Permitted Development rights have officially been extended this week, but a legal challenge has been launched to prevent them becoming law.
The new Permitted Development rights came into effect into Monday 31 August, and permit two-storey upwards extensions on homes with prior approval - which will be fast-tracked through the planning process from this week - and for developers to be given the right to demolish commercial and residential buildings and rebuild them as homes.
The independent campaigning group Rights: Community: Action (RCA) is pushing for an immediate high court order to suspend the new rights because of the “significant environmental consequences of these reforms”.
RCA highlights a previous government consultation whereby the majority of respondents opposed extending PD rights to demolish and rebuild commercial buildings, when the government said it would consult further before they actioned this move.
RCA said that the rights extension would have a “phenomenally negative impact on the people and environment of towns and cities across England”.
But by introducing the new regulations on the last day that parliament sat before summer recess, and by actioning the regulations to come into effect on Monday (the day before parliament reconvened), parliament has had no opportunity to scrutinise the measures.
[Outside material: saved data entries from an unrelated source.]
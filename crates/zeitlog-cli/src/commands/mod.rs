pub mod config;
pub mod entry;
pub mod export;
pub mod project;
pub mod stats;
pub mod timer;

use std::sync::{Arc, Mutex};

use zeitlog_core::broadcast::BroadcastHub;
use zeitlog_core::registry::ProjectRegistry;
use zeitlog_core::storage::{Config, Database};
use zeitlog_core::timer::TimerStateMachine;

/// Shared handles for one CLI invocation.
pub struct Context {
    pub config: Config,
    pub db: Arc<Mutex<Database>>,
    pub machine: TimerStateMachine,
    pub registry: ProjectRegistry,
}

/// Open the configured database and wire up the core components.
///
/// The hub has no subscribers in a one-shot CLI process; events still flow
/// through it so the mutation path matches a long-lived server's.
pub fn context() -> Result<Context, Box<dyn std::error::Error>> {
    let config = Config::load()?;
    let path = config.database_path()?;
    log::debug!("opening database at {}", path.display());

    let db = Arc::new(Mutex::new(Database::open_at(&path)?));
    let hub = BroadcastHub::new();
    Ok(Context {
        config,
        machine: TimerStateMachine::new(db.clone(), hub.clone()),
        registry: ProjectRegistry::new(db.clone(), hub),
        db,
    })
}
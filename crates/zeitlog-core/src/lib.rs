//! # Zeitlog Core Library
//!
//! This library provides the core business logic for Zeitlog, a project
//! time tracker: a single global timer, manual entries, project management
//! with rename cascades, live-update fan-out, and weekly aggregation. The
//! CLI binary (and any other API surface) is a thin layer over this crate.
//!
//! ## Architecture
//!
//! - **Timer**: a storage-backed state machine (Idle/Running) that enforces
//!   the single-active-timer invariant under the database lock
//! - **Registry**: project create/rename/retire; a rename rewrites the
//!   denormalized project name on historical entries in one transaction
//! - **Broadcast**: best-effort event fan-out over bounded channels
//! - **Stats**: pure Monday-to-Sunday calendar-week aggregation
//! - **Storage**: SQLite persistence and TOML configuration
//!
//! ## Key Components
//!
//! - [`TimerStateMachine`]: timer and entry mutations
//! - [`ProjectRegistry`]: project mutations and the rename cascade
//! - [`BroadcastHub`]: observer subscription and event delivery
//! - [`Database`]: record persistence
//! - [`Event`]: the domain events observers receive

pub mod broadcast;
pub mod error;
pub mod events;
pub mod export;
pub mod model;
pub mod registry;
pub mod stats;
pub mod storage;
pub mod timer;

pub use broadcast::{BroadcastHub, SubscriberId};
pub use error::{ConfigError, CoreError, StorageError};
pub use events::Event;
pub use model::{Project, TimeEntry, DEFAULT_PROJECT_COLOR};
pub use registry::{ProjectRegistry, RenameOutcome};
pub use stats::{aggregate, WeekReport, WeekWindow};
pub use storage::{Config, Database};
pub use timer::{TimerState, TimerStateMachine};
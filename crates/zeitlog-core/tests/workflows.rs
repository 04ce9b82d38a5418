//! End-to-end workflows across components: timer, registry, stats, export,
//! and the events observers see along the way.

use std::sync::{Arc, Mutex};

use chrono::{TimeZone, Utc};
use zeitlog_core::broadcast::BroadcastHub;
use zeitlog_core::events::Event;
use zeitlog_core::model::DEFAULT_PROJECT_COLOR;
use zeitlog_core::registry::ProjectRegistry;
use zeitlog_core::stats::{aggregate, WeekWindow};
use zeitlog_core::storage::Database;
use zeitlog_core::timer::TimerStateMachine;
use zeitlog_core::{export, TimerState};

struct World {
    db: Arc<Mutex<Database>>,
    hub: BroadcastHub,
    machine: TimerStateMachine,
    registry: ProjectRegistry,
}

fn world() -> World {
    let db = Arc::new(Mutex::new(Database::open_memory().unwrap()));
    let hub = BroadcastHub::new();
    World {
        machine: TimerStateMachine::new(db.clone(), hub.clone()),
        registry: ProjectRegistry::new(db.clone(), hub.clone()),
        db,
        hub,
    }
}

#[test]
fn track_rename_and_report_a_week() {
    let world = world();
    let (_sub, mut rx) = world.hub.subscribe();

    let alpha = world
        .registry
        .create("Alpha", DEFAULT_PROJECT_COLOR)
        .unwrap();

    // A timed session: 09:00 -> 09:45 on Wednesday of week 2, 2024.
    world
        .machine
        .start_at("Alpha", Some("design"), Utc.with_ymd_and_hms(2024, 1, 10, 9, 0, 0).unwrap())
        .unwrap();
    assert_eq!(world.machine.state().unwrap(), TimerState::Running);
    world
        .machine
        .stop_at(Utc.with_ymd_and_hms(2024, 1, 10, 9, 45, 0).unwrap())
        .unwrap();

    // Two manual sessions in the same week, one outside it.
    world
        .machine
        .record_manual("Alpha", None, "2024-01-11", "10:00:00", "11:00:00")
        .unwrap();
    world
        .machine
        .record_manual("Alpha", None, "2024-01-12", "10:00", "10:30")
        .unwrap();
    world
        .machine
        .record_manual("Alpha", None, "2024-02-01", "10:00", "12:00")
        .unwrap();

    // Rename cascades over all four entries.
    let outcome = world
        .registry
        .rename(alpha.id, "Beta", DEFAULT_PROJECT_COLOR)
        .unwrap();
    assert_eq!(outcome.updated_entries_count, 4);

    // Week 2 of 2024 sees only the three in-window sessions, under the new
    // name.
    let window = WeekWindow::for_iso_week(2024, 2).unwrap();
    let entries = {
        let db = world.db.lock().unwrap();
        db.entries_started_between(window.start, window.end).unwrap()
    };
    let report = aggregate(&entries, &window);
    assert_eq!(report.total_minutes, 45 + 60 + 30);
    assert_eq!(report.total_hours, 2.25);
    assert_eq!(report.projects.len(), 1);
    assert_eq!(report.projects["Beta"], 135);

    // The observer saw every mutation, in commit order.
    let mut kinds = Vec::new();
    while let Ok(event) = rx.try_recv() {
        kinds.push(match event {
            Event::ProjectCreated { .. } => "project_created",
            Event::TimerStarted { .. } => "timer_started",
            Event::TimerStopped { .. } => "timer_stopped",
            Event::EntryCreated { .. } => "entry_created",
            Event::ProjectUpdated { .. } => "project_updated",
            _ => "other",
        });
    }
    assert_eq!(
        kinds,
        vec![
            "project_created",
            "timer_started",
            "timer_stopped",
            "entry_created",
            "entry_created",
            "entry_created",
            "project_updated",
        ]
    );
}

#[test]
fn export_covers_only_completed_entries_in_range() {
    let world = world();

    world
        .machine
        .record_manual("Alpha", Some("a"), "2024-01-09", "09:00", "10:00")
        .unwrap();
    world
        .machine
        .record_manual("Alpha", Some("b"), "2024-01-10", "09:00", "10:00")
        .unwrap();
    world
        .machine
        .record_manual("Alpha", Some("c"), "2024-01-11", "09:00", "10:00")
        .unwrap();
    world.machine.start("Alpha", None).unwrap();

    let from = export::start_of_day(chrono::NaiveDate::from_ymd_opt(2024, 1, 10).unwrap());
    let to = export::end_of_day(chrono::NaiveDate::from_ymd_opt(2024, 1, 10).unwrap());
    let entries = {
        let db = world.db.lock().unwrap();
        db.export_entries(Some(from), Some(to)).unwrap()
    };
    let rows = export::rows(&entries);

    assert_eq!(rows.len(), 1);
    assert_eq!(rows[0].description, "b");
    assert_eq!(rows[0].date, "2024-01-10");
    assert_eq!(rows[0].duration_minutes, 60);
}

#[test]
fn recent_entries_are_most_recent_first_and_bounded() {
    let world = world();
    for day in 10..15 {
        world
            .machine
            .record_manual("Alpha", None, &format!("2024-01-{day}"), "09:00", "10:00")
            .unwrap();
    }

    let db = world.db.lock().unwrap();
    let recent = db.recent_entries(3).unwrap();
    assert_eq!(recent.len(), 3);
    // Created last, listed first.
    assert!(recent[0].id > recent[1].id && recent[1].id > recent[2].id);
}

#[test]
fn state_survives_reopening_the_database() {
    let dir = tempfile::tempdir().unwrap();
    let path = dir.path().join("zeitlog.db");

    {
        let db = Arc::new(Mutex::new(Database::open_at(&path).unwrap()));
        let machine = TimerStateMachine::new(db, BroadcastHub::new());
        machine.start("Alpha", Some("design")).unwrap();
    }

    // A fresh handle sees the running timer and can stop it.
    let db = Arc::new(Mutex::new(Database::open_at(&path).unwrap()));
    let machine = TimerStateMachine::new(db, BroadcastHub::new());
    assert_eq!(machine.state().unwrap(), TimerState::Running);
    let entry = machine.stop().unwrap();
    assert_eq!(entry.project, "Alpha");
    assert!(!entry.is_running);
}

#[test]
fn deactivated_project_history_survives_into_reports() {
    let world = world();
    let alpha = world
        .registry
        .create("Alpha", DEFAULT_PROJECT_COLOR)
        .unwrap();
    world
        .machine
        .record_manual("Alpha", None, "2024-01-10", "09:00", "10:00")
        .unwrap();
    world.registry.deactivate(alpha.id).unwrap();

    let window = WeekWindow::for_iso_week(2024, 2).unwrap();
    let entries = {
        let db = world.db.lock().unwrap();
        db.entries_started_between(window.start, window.end).unwrap()
    };
    let report = aggregate(&entries, &window);
    assert_eq!(report.projects["Alpha"], 60);
}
Naomi Luhde-Thompson, the coordinator for RAC, said: "The prime minister admits these are the biggest planning reforms since the Second World War, yet they're being rushed through with scant regard for the previous consultation and in a period which excludes the input of MPs."
Permitted Development Changes “Unlawful”
Solicitors Leigh Day, acting for the RAC, are seeking a court declaration that the statutory instruments used to bring in the planning changes are unlawful, and have called for the high court order to delay the laws coming until the legal challenge is resolved.
The campaigners claim that housing secretary Robert Jenrick is breaching UK diversity legislation, EU environmental law and established principles of dealing with consultations when he pressed ahead with the reforms.
More than 30 organisations have signed an open letter coordinated by the Local Government Association warning Mr Jenrick that removing planning powers from communities would be detrimental.
In the letter, the authors cite the government’s Living with Beauty report published earlier this year which claimed that existing Permitted Development rights had inadvertently permissioned future slums.
RCA wrote to Mr Jenrick in August urging him to prevent the laws coming into effect until parliament had debated them. A government spokesperson confirmed that the letter had been received and it would “respond in due course”.